Problem statement: Scan the material for "response". Copy every line it appears in.

Segment Start: Data for this task

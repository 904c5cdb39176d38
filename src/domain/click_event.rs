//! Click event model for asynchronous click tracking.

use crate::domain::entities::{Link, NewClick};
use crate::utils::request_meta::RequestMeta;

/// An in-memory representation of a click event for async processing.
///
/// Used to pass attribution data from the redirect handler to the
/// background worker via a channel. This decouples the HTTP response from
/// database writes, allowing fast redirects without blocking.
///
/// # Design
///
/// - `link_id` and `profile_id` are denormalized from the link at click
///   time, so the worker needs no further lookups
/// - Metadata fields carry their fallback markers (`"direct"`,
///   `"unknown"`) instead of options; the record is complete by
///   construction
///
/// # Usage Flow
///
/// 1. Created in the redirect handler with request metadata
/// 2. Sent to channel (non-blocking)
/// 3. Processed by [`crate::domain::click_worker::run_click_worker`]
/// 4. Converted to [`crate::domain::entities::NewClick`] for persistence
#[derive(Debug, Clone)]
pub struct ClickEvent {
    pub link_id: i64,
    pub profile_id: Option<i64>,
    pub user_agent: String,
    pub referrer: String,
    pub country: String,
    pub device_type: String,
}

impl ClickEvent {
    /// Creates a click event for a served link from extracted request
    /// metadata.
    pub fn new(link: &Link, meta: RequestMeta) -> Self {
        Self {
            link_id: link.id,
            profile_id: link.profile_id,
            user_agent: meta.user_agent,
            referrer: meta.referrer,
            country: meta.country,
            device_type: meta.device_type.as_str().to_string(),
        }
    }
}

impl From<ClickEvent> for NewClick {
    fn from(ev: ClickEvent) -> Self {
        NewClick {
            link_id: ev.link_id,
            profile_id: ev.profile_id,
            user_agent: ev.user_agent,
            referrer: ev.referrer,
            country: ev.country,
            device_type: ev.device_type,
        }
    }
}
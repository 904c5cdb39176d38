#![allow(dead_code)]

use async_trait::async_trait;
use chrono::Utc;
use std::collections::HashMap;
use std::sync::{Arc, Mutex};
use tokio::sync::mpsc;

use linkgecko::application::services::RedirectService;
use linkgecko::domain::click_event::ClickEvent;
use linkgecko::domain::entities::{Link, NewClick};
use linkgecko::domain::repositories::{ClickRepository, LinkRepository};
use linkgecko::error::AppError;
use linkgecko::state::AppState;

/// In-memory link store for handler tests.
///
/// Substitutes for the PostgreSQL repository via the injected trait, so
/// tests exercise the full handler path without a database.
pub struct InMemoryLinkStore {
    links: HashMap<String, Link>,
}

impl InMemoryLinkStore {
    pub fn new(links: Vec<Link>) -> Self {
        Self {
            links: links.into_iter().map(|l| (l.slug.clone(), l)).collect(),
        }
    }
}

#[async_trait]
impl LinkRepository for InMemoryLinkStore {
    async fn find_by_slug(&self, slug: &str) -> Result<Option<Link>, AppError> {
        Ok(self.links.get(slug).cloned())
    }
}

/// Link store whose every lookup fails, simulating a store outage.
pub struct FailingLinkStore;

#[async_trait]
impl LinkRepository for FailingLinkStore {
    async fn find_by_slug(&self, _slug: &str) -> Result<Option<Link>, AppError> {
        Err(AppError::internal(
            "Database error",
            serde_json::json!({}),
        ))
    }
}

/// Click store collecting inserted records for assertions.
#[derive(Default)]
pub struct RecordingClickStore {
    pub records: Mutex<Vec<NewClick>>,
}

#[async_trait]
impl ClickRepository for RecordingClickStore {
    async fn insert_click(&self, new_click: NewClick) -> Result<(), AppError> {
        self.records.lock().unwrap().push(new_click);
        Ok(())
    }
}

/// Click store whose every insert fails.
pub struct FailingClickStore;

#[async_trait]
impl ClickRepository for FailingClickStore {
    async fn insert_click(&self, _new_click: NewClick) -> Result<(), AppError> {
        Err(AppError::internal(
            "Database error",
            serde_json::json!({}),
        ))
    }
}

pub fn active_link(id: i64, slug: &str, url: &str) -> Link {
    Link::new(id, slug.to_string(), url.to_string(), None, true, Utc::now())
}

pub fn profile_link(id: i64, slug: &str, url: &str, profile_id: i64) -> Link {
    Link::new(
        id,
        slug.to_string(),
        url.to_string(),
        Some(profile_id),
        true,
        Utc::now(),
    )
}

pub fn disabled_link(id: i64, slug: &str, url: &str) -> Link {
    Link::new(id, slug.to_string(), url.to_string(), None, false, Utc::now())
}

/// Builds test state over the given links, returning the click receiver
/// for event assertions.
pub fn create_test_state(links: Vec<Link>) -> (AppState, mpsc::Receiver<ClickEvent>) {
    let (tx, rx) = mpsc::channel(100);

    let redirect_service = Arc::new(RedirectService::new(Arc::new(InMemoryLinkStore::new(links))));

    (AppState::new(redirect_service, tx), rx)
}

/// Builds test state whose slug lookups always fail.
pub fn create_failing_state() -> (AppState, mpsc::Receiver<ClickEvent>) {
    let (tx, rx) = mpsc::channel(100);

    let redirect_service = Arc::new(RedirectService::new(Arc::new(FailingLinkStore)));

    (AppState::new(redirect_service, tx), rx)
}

Segment End: Data for this task
Segment Start: Data for this task

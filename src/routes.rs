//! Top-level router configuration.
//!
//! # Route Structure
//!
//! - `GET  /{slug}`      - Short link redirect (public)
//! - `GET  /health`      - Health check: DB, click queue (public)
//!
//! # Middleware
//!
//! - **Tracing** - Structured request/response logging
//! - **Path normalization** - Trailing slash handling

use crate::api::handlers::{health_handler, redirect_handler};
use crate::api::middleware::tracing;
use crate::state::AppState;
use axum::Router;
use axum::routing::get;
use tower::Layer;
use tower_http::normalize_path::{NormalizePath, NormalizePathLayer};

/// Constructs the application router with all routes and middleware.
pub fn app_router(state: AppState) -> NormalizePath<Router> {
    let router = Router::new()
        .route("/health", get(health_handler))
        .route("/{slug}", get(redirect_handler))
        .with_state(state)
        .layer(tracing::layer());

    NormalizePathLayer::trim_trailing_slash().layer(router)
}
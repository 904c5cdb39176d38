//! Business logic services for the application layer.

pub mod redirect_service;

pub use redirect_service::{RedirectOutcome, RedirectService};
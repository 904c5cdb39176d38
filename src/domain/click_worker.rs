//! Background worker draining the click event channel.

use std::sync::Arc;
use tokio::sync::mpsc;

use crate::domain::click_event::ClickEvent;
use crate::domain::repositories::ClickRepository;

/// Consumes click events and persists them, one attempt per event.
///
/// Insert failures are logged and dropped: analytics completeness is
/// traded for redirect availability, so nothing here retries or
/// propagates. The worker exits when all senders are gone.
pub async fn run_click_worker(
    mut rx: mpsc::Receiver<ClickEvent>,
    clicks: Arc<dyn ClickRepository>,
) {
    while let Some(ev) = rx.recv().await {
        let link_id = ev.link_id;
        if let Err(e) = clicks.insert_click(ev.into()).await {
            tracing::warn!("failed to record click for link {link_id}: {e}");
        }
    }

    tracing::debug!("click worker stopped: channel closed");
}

Segment End: Data for this task

Task result:
/// background worker via a channel. This decouples the HTTP response from
//! - **Tracing** - Structured request/response logging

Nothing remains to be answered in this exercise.